Mi barrio, que abarcaba desde la Plaza Mayor hasta el cruce de Alcalá con Gran Vía, desde Gran Vía hasta la calle de Atocha. Y allí mismo enfrente, en seguida, la tasca mayor del mundo, que hacía esquina y podías entrar por Barcelona y salir por Cádiz, se llamaba La Gaditana y cuando dabas propi, el camarero agraciado gritaba que ¡dinero al bote! y el resto de la más de media docena que atendía la barra aullaba que ¡gracias! Y mira tú lo rumboso que podíamos ser los estudiantes de entonces, que a mí, pongo por ejemplo, me daban para el bolsillo cinco duros a la semana. Costaba un chato de vino tres perrinas, es decir, quince céntimos y te ponían un par de boquerones en vinagre, de tapa.

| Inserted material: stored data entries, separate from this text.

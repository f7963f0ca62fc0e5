use std::collections::VecDeque;
use std::sync::Arc;
use std::time::Duration;

use cfwai_model::{Item, Stage};
use cfwai_store::{Store, StoreError};
use tokio::sync::{Mutex, Notify};
use tokio_util::sync::CancellationToken;

/// Maximum time an aging-queue wait sleeps for before re-checking, even
/// if no item's `next_aging` is known to fall sooner. Keeps the worker
/// responsive to pushes that arrive via `notify` without busy-polling.
const AGING_POLL_CAP: Duration = Duration::from_secs(30);

/// A FIFO queue for the decision and download stages: one mutex guarding
/// the in-memory order, one condition variable (`Notify`) woken on push,
/// persisted to its backing file on every mutation — per spec §5's
/// "each queue is guarded by one mutex plus one condition variable".
pub struct ItemQueue {
    stage: Stage,
    store: Arc<Store>,
    inner: Mutex<VecDeque<Item>>,
    notify: Notify,
    /// Decision-queue flip-flop mode (spec §3/§6): when set, `wait_pop`
    /// reverses the remaining tail after every dequeue. Always `false`
    /// for the download queue, which stays strictly FIFO.
    flip_flop: bool,
}

impl ItemQueue {
    pub fn load(stage: Stage, store: Arc<Store>, flip_flop: bool) -> Result<Arc<Self>, StoreError> {
        let items: VecDeque<Item> = store.load_queue(stage)?.into();
        Ok(Arc::new(Self { stage, store, inner: Mutex::new(items), notify: Notify::new(), flip_flop }))
    }

    pub async fn push(&self, item: Item) -> Result<(), StoreError> {
        let mut guard = self.inner.lock().await;
        guard.push_back(item);
        self.persist(&guard)?;
        drop(guard);
        self.notify.notify_one();
        Ok(())
    }

    fn persist(&self, queue: &VecDeque<Item>) -> Result<(), StoreError> {
        let items: Vec<Item> = queue.iter().cloned().collect();
        self.store.save_queue(self.stage, &items)
    }

    /// Blocks until an item is available or `shutdown` fires, popping
    /// and persisting the new head atomically. Returns `None` only on
    /// shutdown. In flip-flop mode, reverses the remaining tail after
    /// every pop so the dequeue direction alternates.
    pub async fn wait_pop(&self, shutdown: &CancellationToken) -> Option<Item> {
        loop {
            {
                let mut guard = self.inner.lock().await;
                if let Some(item) = guard.pop_front() {
                    if self.flip_flop {
                        guard.make_contiguous().reverse();
                    }
                    if let Err(err) = self.persist(&guard) {
                        tracing::warn!(stage = %self.stage, %err, "failed to persist queue after pop");
                    }
                    return Some(item);
                }
            }
            tokio::select! {
                _ = shutdown.cancelled() => return None,
                _ = self.notify.notified() => {}
            }
        }
    }

    /// Remove the first item that is `Item`-equal to `needle`. Used by
    /// the `/dequeue_item` ingress route.
    pub async fn remove_matching(&self, needle: &Item) -> Result<bool, StoreError> {
        let mut guard = self.inner.lock().await;
        let Some(pos) = guard.iter().position(|item| item == needle) else {
            return Ok(false);
        };
        guard.remove(pos);
        self.persist(&guard)?;
        Ok(true)
    }
}

fn unix_now() -> i64 {
    chrono::Utc::now().timestamp()
}

/// The aging queue's dispatch order differs from FIFO: it always yields
/// the ready item (`next_aging <= now`) with the smallest `next_aging`,
/// per spec §4.7 / §8's invariant, so it keeps its own list rather than
/// reusing [`ItemQueue`].
pub struct AgingQueue {
    store: Arc<Store>,
    inner: Mutex<Vec<Item>>,
    notify: Notify,
}

impl AgingQueue {
    pub fn load(store: Arc<Store>) -> Result<Arc<Self>, StoreError> {
        let items = store.load_queue(Stage::Aging)?;
        Ok(Arc::new(Self { store, inner: Mutex::new(items), notify: Notify::new() }))
    }

    pub async fn push(&self, item: Item) -> Result<(), StoreError> {
        let mut guard = self.inner.lock().await;
        guard.push(item);
        self.persist(&guard)?;
        drop(guard);
        self.notify.notify_one();
        Ok(())
    }

    fn persist(&self, items: &[Item]) -> Result<(), StoreError> {
        self.store.save_queue(Stage::Aging, items)
    }

    /// Blocks until an item with `next_aging <= now` exists (or one with
    /// `next_aging` unset, treated as immediately ready), then removes
    /// and returns the one with the smallest `next_aging`. Returns
    /// `None` only on shutdown.
    pub async fn wait_pop_ready(&self, shutdown: &CancellationToken) -> Option<Item> {
        loop {
            let now = unix_now();
            let mut wake_in = AGING_POLL_CAP;
            {
                let mut guard = self.inner.lock().await;
                let ready_index = guard
                    .iter()
                    .enumerate()
                    .filter(|(_, item)| item.next_aging.map(|t| t <= now).unwrap_or(true))
                    .min_by_key(|(_, item)| item.next_aging.unwrap_or(0))
                    .map(|(idx, _)| idx);

                if let Some(idx) = ready_index {
                    let item = guard.remove(idx);
                    if let Err(err) = self.persist(&guard) {
                        tracing::warn!(%err, "failed to persist aging queue after pop");
                    }
                    return Some(item);
                }

                if let Some(next) = guard.iter().filter_map(|item| item.next_aging).min() {
                    let secs = (next - now).max(1) as u64;
                    wake_in = Duration::from_secs(secs).min(AGING_POLL_CAP);
                }
            }

            tokio::select! {
                _ = shutdown.cancelled() => return None,
                _ = self.notify.notified() => {}
                _ = tokio::time::sleep(wake_in) => {}
            }
        }
    }
}

#[cfg(test)]
mod tests {
    use super::*;

    fn item() -> Item {
        Item::new("creator", "title", "20250101", "https://example/x")
    }

    #[tokio::test]
    async fn fifo_queue_pops_in_push_order() {
        let dir = tempfile::tempdir().unwrap();
        let store = Arc::new(Store::new(dir.path()));
        let queue = ItemQueue::load(Stage::Decision, store, false).unwrap();
        let shutdown = CancellationToken::new();

        let mut first = item();
        first.title = "first".to_string();
        let mut second = item();
        second.title = "second".to_string();
        queue.push(first).await.unwrap();
        queue.push(second).await.unwrap();

        assert_eq!(queue.wait_pop(&shutdown).await.unwrap().title, "first");
        assert_eq!(queue.wait_pop(&shutdown).await.unwrap().title, "second");
    }

    #[tokio::test]
    async fn wait_pop_returns_none_on_shutdown() {
        let dir = tempfile::tempdir().unwrap();
        let store = Arc::new(Store::new(dir.path()));
        let queue = ItemQueue::load(Stage::Decision, store, false).unwrap();
        let shutdown = CancellationToken::new();
        shutdown.cancel();
        assert!(queue.wait_pop(&shutdown).await.is_none());
    }

    #[tokio::test]
    async fn flip_flop_mode_reverses_the_tail_after_each_pop() {
        let dir = tempfile::tempdir().unwrap();
        let store = Arc::new(Store::new(dir.path()));
        let queue = ItemQueue::load(Stage::Decision, store, true).unwrap();
        let shutdown = CancellationToken::new();

        let mut first = item();
        first.title = "first".to_string();
        let mut second = item();
        second.title = "second".to_string();
        let mut third = item();
        third.title = "third".to_string();
        queue.push(first).await.unwrap();
        queue.push(second).await.unwrap();
        queue.push(third).await.unwrap();

        // pop "first", leaving [second, third] -> reversed to [third, second]
        assert_eq!(queue.wait_pop(&shutdown).await.unwrap().title, "first");
        // pop "third", leaving [second] -> reversed to [second] (no-op)
        assert_eq!(queue.wait_pop(&shutdown).await.unwrap().title, "third");
        assert_eq!(queue.wait_pop(&shutdown).await.unwrap().title, "second");
    }

    #[tokio::test]
    async fn aging_queue_yields_smallest_ready_next_aging_first() {
        let dir = tempfile::tempdir().unwrap();
        let store = Arc::new(Store::new(dir.path()));
        let queue = AgingQueue::load(store).unwrap();
        let shutdown = CancellationToken::new();
        let now = unix_now();

        let mut later = item();
        later.title = "later".to_string();
        later.next_aging = Some(now - 10);
        let mut sooner = item();
        sooner.title = "sooner".to_string();
        sooner.next_aging = Some(now - 100);

        queue.push(later).await.unwrap();
        queue.push(sooner).await.unwrap();

        assert_eq!(queue.wait_pop_ready(&shutdown).await.unwrap().title, "sooner");
        assert_eq!(queue.wait_pop_ready(&shutdown).await.unwrap().title, "later");
    }

    #[tokio::test]
    async fn aging_queue_skips_items_not_yet_ready() {
        let dir = tempfile::tempdir().unwrap();
        let store = Arc::new(Store::new(dir.path()));
        let queue = AgingQueue::load(store).unwrap();
        let shutdown = CancellationToken::new();
        let now = unix_now();

        let mut not_ready = item();
        not_ready.next_aging = Some(now + 3600);
        queue.push(not_ready).await.unwrap();
        shutdown.cancel();
        assert!(queue.wait_pop_ready(&shutdown).await.is_none());
    }
}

Cuando tienes los dieciséis, dieciocho años que nosotros teníamos entonces ¡qué mayor riqueza! Atardecer en las cuevas de Luis Candelas o media tarde en cualquiera de las plazuelas con niñas que jugaban al corro. Modistillas como ángeles castigados sólo temporalmente en esta tierra todavía algo mora de Madrid, castillo famoso, nosotros con Kipling recién leído, respetuosos y enamorados, pero sólo un poco, de la alegría de vivir. Fabricaban, unas amigas que tuve, pelucas de pelo natural, todas alrededor de una mesa, bajas las persianas, dejando entrar solo el polen de los rayos de sol por en entrecierre de las persianas, ventanas abiertas, niñas cantando abajo, en la plaza. ¿Ves? Esta peluca se la pondrá un a señorona o una señorita del pan pringao e irán a la ópera o a presumir o a sabe Dios dónde y nosotros estaremos haciendo otra peluca para otra y nunca iremos a la ópera. ¿Y por qué no? Pues porque la vida es así y vosotros no vais a ser estudiantes más que cinco o seis años y luego os iréis con la señorita del pan pringao a la ópera y si te he visto no me acuerdo. Por eso ellas se las tenían que saber todas y compartíamos alegría, pero ¡mucho ojo con lo demás! en el tranvi de la Bombi, que salía, creo que era el 9, de la calle de Preciados, atravesaba Sol y bajaba a la ribera del Manzanares, donde la verbena, churros a real la media docena, hechos un lazo para engarzarlos en otro hecho con un junco de allí mismo, de al lado del río, que, a fuer de escaso –aprendiz de río, le tienen llamado-, ni reflejos tenía. Y había laberinto de espejos y noria y tiovivos. Un a copa de anís, ellos decían que del Mono, para mojar los tejeringos, un real. Una peseta para merendar la pareja, a todo más dos pesetas y media y los demás lo ponían la alegría o el sol o la magia de haber sobrevivido, entre tanta ruina, a las miserias de la guerra, que había que olvidar cuanto antes.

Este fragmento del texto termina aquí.